Report each line of the entries below that includes "ReaderError".

The data >>
((

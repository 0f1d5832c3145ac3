use scan_core::pointcloud::point::Point;

pub mod color;
pub mod pose;
pub mod position;

pub trait Transform {
    fn transform(&self, point: Point) -> Point;
}

/// Applies its stages in order.
pub struct CompositeTransform {
    transforms: Vec<Box<dyn Transform>>,
}

impl CompositeTransform {
    pub fn new(transforms: Vec<Box<dyn Transform>>) -> Self {
        Self { transforms }
    }
}

impl Transform for CompositeTransform {
    fn transform(&self, point: Point) -> Point {
        self.transforms
            .iter()
            .fold(point, |point, transform| transform.transform(point))
    }
}
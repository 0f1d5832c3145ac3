use std::path::PathBuf;

use thiserror::Error;

#[derive(Debug, Error)]
pub enum ReaderError {
    #[error("failed to open point cloud file {path:?}")]
    Open {
        path: PathBuf,
        #[source]
        source: e57::Error,
    },
    #[error("failed to read points of scan {scan}")]
    Decode {
        scan: usize,
        #[source]
        source: e57::Error,
    },
    #[error("scan index {index} is out of range ({count} scans)")]
    ScanIndex { index: usize, count: usize },
    #[error("unsupported input extension: {0:?}")]
    UnsupportedExtension(String),
}
use serde::{Deserialize, Serialize};

use super::vector::Vector3;

/// Unit rotation quaternion as stored in scan poses.
#[derive(Debug, Clone, Copy, PartialEq, Serialize, Deserialize)]
pub struct Quaternion {
    pub w: f64,
    pub x: f64,
    pub y: f64,
    pub z: f64,
}

impl Default for Quaternion {
    fn default() -> Self {
        Self::IDENTITY
    }
}

impl Quaternion {
    pub const IDENTITY: Quaternion = Quaternion {
        w: 1.0,
        x: 0.0,
        y: 0.0,
        z: 0.0,
    };

    pub const fn new(w: f64, x: f64, y: f64, z: f64) -> Self {
        Self { w, x, y, z }
    }

    /// Columns of the rotation matrix: the images of the unit X, Y and Z axes.
    pub fn axis_vectors(&self) -> [Vector3; 3] {
        let Quaternion { w, x, y, z } = *self;

        let x_axis = Vector3::new(
            1.0 - 2.0 * (y * y + z * z),
            2.0 * (x * y + w * z),
            2.0 * (x * z - w * y),
        );
        let y_axis = Vector3::new(
            2.0 * (x * y - w * z),
            1.0 - 2.0 * (x * x + z * z),
            2.0 * (y * z + w * x),
        );
        let z_axis = Vector3::new(
            2.0 * (x * z + w * y),
            2.0 * (y * z - w * x),
            1.0 - 2.0 * (x * x + y * y),
        );

        [x_axis, y_axis, z_axis]
    }
}
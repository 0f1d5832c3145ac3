use std::path::PathBuf;

use scan_parser::{
    decoder::decode_scan,
    reader::{source_provider, DEFAULT_CHUNK_CAPACITY},
    ReaderError,
};

fn main() {
    let path = std::env::args()
        .nth(1)
        .map(PathBuf::from)
        .unwrap_or_else(|| PathBuf::from("data/site.e57"));

    let provider = source_provider(&path).unwrap();
    let mut source = provider.open_source().unwrap();
    println!("Number of scans: {}", source.scan_count());

    for index in 0..source.scan_count() {
        let scan = source.scan_metadata(index).unwrap();
        let (rows, columns) = scan.grid_shape();
        println!(
            "Scan[{index}] {:?}: {} points, {rows} x {columns}",
            scan.name, scan.point_count
        );

        let fields: Vec<_> = scan.fields.keys().copied().collect();
        let mut first = None;
        let summary = decode_scan::<ReaderError, _>(
            source.as_mut(),
            &scan,
            &fields,
            DEFAULT_CHUNK_CAPACITY,
            1,
            |point| {
                if first.is_none() {
                    first = Some(point);
                }
                Ok(())
            },
        )
        .unwrap();

        println!("  valid points: {}", summary.emitted);
        if let Some(point) = first {
            println!("  first point: {:?}", point);
        }
    }
}
pub trait PointDecimator {
    /// Called once per streamed point, in source order. Returns whether the point is kept.
    fn advance(&mut self) -> bool;

    /// Number of points seen so far.
    fn seen(&self) -> u64;
}

/// Keeps one point out of every `stride`, counting every streamed point
/// (including the ones later dropped as invalid) so the selection stays aligned
/// with the source order.
#[derive(Debug, Clone)]
pub struct StrideDecimator {
    stride: u64,
    counter: u64,
}

impl StrideDecimator {
    pub fn new(stride: u64) -> Self {
        Self {
            stride: stride.max(1),
            counter: 0,
        }
    }
}

impl PointDecimator for StrideDecimator {
    fn advance(&mut self) -> bool {
        let keep = self.counter % self.stride == 0;
        self.counter += 1;
        keep
    }

    fn seen(&self) -> u64 {
        self.counter
    }
}
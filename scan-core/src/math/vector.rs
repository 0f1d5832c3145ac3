use std::ops;

use serde::{Deserialize, Serialize};

#[derive(Debug, Clone, Copy, Default, PartialEq, Serialize, Deserialize)]
pub struct Vector3 {
    pub x: f64,
    pub y: f64,
    pub z: f64,
}

impl Vector3 {
    pub const ZERO: Vector3 = Vector3::new(0.0, 0.0, 0.0);
    pub const ONE: Vector3 = Vector3::new(1.0, 1.0, 1.0);

    pub const fn new(x: f64, y: f64, z: f64) -> Self {
        Self { x, y, z }
    }

    /// Cartesian position of a spherical sample, Z up.
    /// Azimuth turns about the vertical axis, elevation is measured from the horizontal plane.
    pub fn from_spherical(range: f64, azimuth: f64, elevation: f64) -> Self {
        let horizontal = range * elevation.cos();
        Self {
            x: horizontal * azimuth.cos(),
            y: horizontal * azimuth.sin(),
            z: range * elevation.sin(),
        }
    }

    pub fn to_array(&self) -> [f64; 3] {
        [self.x, self.y, self.z]
    }

    pub fn translate(&mut self, offset: &Vector3) {
        self.x += offset.x;
        self.y += offset.y;
        self.z += offset.z;
    }

    pub fn scale(&mut self, factor: &Vector3) {
        self.x *= factor.x;
        self.y *= factor.y;
        self.z *= factor.z;
    }

    pub fn rotate_around_x(&mut self, cos: f64, sin: f64) {
        let (y, z) = (self.y, self.z);
        self.y = y * cos - z * sin;
        self.z = y * sin + z * cos;
    }

    pub fn rotate_around_y(&mut self, cos: f64, sin: f64) {
        let (x, z) = (self.x, self.z);
        self.x = x * cos + z * sin;
        self.z = z * cos - x * sin;
    }

    pub fn rotate_around_z(&mut self, cos: f64, sin: f64) {
        let (x, y) = (self.x, self.y);
        self.x = x * cos - y * sin;
        self.y = x * sin + y * cos;
    }

    pub fn swap_xy(&mut self) {
        std::mem::swap(&mut self.x, &mut self.y);
    }

    pub fn swap_xz(&mut self) {
        std::mem::swap(&mut self.x, &mut self.z);
    }

    pub fn swap_yz(&mut self) {
        std::mem::swap(&mut self.y, &mut self.z);
    }

    pub fn clamp(&mut self, min: f64, max: f64) {
        self.x = self.x.clamp(min, max);
        self.y = self.y.clamp(min, max);
        self.z = self.z.clamp(min, max);
    }
}

impl ops::Add<Vector3> for Vector3 {
    type Output = Vector3;

    fn add(self, rhs: Vector3) -> Vector3 {
        Vector3::new(self.x + rhs.x, self.y + rhs.y, self.z + rhs.z)
    }
}

impl ops::Sub<Vector3> for Vector3 {
    type Output = Vector3;

    fn sub(self, rhs: Vector3) -> Vector3 {
        Vector3::new(self.x - rhs.x, self.y - rhs.y, self.z - rhs.z)
    }
}

impl ops::Mul<f64> for Vector3 {
    type Output = Vector3;

    fn mul(self, scalar: f64) -> Vector3 {
        Vector3::new(self.x * scalar, self.y * scalar, self.z * scalar)
    }
}

/// Four channel vector. For colors X, Y, Z hold red, green, blue and W holds intensity.
#[derive(Debug, Clone, Copy, Default, PartialEq, Serialize, Deserialize)]
pub struct Vector4 {
    pub x: f64,
    pub y: f64,
    pub z: f64,
    pub w: f64,
}

impl Vector4 {
    pub const ZERO: Vector4 = Vector4::new(0.0, 0.0, 0.0, 0.0);
    pub const ONE: Vector4 = Vector4::new(1.0, 1.0, 1.0, 1.0);

    pub const fn new(x: f64, y: f64, z: f64, w: f64) -> Self {
        Self { x, y, z, w }
    }

    pub fn to_array(&self) -> [f64; 4] {
        [self.x, self.y, self.z, self.w]
    }

    pub fn translate(&mut self, offset: &Vector4) {
        self.x += offset.x;
        self.y += offset.y;
        self.z += offset.z;
        self.w += offset.w;
    }

    pub fn scale(&mut self, factor: &Vector4) {
        self.x *= factor.x;
        self.y *= factor.y;
        self.z *= factor.z;
        self.w *= factor.w;
    }

    pub fn clamp(&mut self, min: f64, max: f64) {
        self.x = self.x.clamp(min, max);
        self.y = self.y.clamp(min, max);
        self.z = self.z.clamp(min, max);
        self.w = self.w.clamp(min, max);
    }
}

#[cfg(test)]
mod tests {
    use std::f64::consts::FRAC_PI_2;

    use super::*;

    fn assert_close(a: Vector3, b: Vector3) {
        assert!((a.x - b.x).abs() < 1e-12, "{a:?} != {b:?}");
        assert!((a.y - b.y).abs() < 1e-12, "{a:?} != {b:?}");
        assert!((a.z - b.z).abs() < 1e-12, "{a:?} != {b:?}");
    }

    #[test]
    fn quarter_turns_follow_the_right_hand_rule() {
        let (cos, sin) = (FRAC_PI_2.cos(), FRAC_PI_2.sin());

        let mut v = Vector3::new(1.0, 0.0, 0.0);
        v.rotate_around_z(cos, sin);
        assert_close(v, Vector3::new(0.0, 1.0, 0.0));

        let mut v = Vector3::new(0.0, 1.0, 0.0);
        v.rotate_around_x(cos, sin);
        assert_close(v, Vector3::new(0.0, 0.0, 1.0));

        let mut v = Vector3::new(0.0, 0.0, 1.0);
        v.rotate_around_y(cos, sin);
        assert_close(v, Vector3::new(1.0, 0.0, 0.0));
    }

    #[test]
    fn spherical_conversion() {
        assert_close(
            Vector3::from_spherical(2.0, 0.0, 0.0),
            Vector3::new(2.0, 0.0, 0.0),
        );
        assert_close(
            Vector3::from_spherical(2.0, FRAC_PI_2, 0.0),
            Vector3::new(0.0, 2.0, 0.0),
        );
        assert_close(
            Vector3::from_spherical(3.0, 1.0, FRAC_PI_2),
            Vector3::new(0.0, 0.0, 3.0),
        );
    }

    #[test]
    fn color_clamp() {
        let mut c = Vector4::new(-0.5, 0.25, 1.5, 2.0);
        c.clamp(0.0, 1.0);
        assert_eq!(c, Vector4::new(0.0, 0.25, 1.0, 1.0));
    }
}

))

Exercise solution >>
pub enum ReaderError {
    ReaderError,
        let summary = decode_scan::<ReaderError, _>(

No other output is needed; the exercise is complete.